**What this task involves:**
Word for word, restate every line from the one with "pub mod providers;" through the end of the records below, both included, and add nothing.

**Records shown:**
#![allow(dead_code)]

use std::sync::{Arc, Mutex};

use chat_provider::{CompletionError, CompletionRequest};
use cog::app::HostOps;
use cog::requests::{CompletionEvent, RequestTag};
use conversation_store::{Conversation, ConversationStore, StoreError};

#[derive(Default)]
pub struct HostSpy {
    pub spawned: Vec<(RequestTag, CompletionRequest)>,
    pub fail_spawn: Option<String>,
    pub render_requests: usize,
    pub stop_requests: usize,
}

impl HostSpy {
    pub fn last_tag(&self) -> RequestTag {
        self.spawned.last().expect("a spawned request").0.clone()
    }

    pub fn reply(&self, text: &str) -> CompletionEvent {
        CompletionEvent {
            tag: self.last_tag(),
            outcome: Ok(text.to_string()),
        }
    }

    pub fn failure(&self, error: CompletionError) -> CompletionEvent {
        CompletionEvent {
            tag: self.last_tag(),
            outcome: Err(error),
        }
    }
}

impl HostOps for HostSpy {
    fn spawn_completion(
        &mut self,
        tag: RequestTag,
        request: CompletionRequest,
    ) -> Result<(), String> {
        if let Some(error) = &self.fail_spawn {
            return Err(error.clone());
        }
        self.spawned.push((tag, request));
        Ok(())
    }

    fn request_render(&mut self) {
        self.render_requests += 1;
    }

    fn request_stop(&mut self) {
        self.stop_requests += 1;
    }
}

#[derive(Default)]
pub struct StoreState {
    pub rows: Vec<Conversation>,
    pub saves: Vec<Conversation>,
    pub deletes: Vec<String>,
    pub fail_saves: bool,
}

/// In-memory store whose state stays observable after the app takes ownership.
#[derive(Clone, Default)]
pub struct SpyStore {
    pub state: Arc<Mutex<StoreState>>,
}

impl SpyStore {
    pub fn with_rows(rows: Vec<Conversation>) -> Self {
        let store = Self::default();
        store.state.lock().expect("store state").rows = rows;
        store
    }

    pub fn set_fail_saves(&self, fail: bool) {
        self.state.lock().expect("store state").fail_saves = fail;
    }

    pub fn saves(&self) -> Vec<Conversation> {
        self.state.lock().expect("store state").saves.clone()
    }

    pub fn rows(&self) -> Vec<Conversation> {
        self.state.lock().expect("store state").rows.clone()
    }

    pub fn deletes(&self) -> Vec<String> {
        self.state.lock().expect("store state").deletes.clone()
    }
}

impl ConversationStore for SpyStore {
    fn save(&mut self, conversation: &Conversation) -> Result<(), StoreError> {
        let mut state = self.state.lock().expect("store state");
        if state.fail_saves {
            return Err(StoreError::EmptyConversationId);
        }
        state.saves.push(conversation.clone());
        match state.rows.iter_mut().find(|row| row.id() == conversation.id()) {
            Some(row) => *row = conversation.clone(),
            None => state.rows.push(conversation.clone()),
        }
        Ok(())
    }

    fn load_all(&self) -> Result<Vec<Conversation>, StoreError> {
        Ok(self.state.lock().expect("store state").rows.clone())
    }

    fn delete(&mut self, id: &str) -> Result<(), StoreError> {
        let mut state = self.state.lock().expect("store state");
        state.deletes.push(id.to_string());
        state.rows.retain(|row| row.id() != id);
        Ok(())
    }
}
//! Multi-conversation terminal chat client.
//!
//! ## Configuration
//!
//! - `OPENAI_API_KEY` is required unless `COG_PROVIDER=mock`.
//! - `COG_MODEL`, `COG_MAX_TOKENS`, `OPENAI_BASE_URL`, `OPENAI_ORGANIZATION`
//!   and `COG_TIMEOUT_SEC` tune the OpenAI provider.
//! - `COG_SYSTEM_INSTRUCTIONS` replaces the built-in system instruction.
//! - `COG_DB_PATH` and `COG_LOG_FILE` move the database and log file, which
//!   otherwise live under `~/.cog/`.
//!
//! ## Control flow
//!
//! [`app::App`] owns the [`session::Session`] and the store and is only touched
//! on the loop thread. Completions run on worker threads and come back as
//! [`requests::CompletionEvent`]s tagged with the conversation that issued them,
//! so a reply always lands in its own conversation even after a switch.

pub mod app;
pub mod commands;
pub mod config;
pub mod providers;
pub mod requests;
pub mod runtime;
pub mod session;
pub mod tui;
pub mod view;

**Result of this exercise:**
pub mod providers;
pub mod requests;
pub mod runtime;
pub mod session;
pub mod tui;
pub mod view;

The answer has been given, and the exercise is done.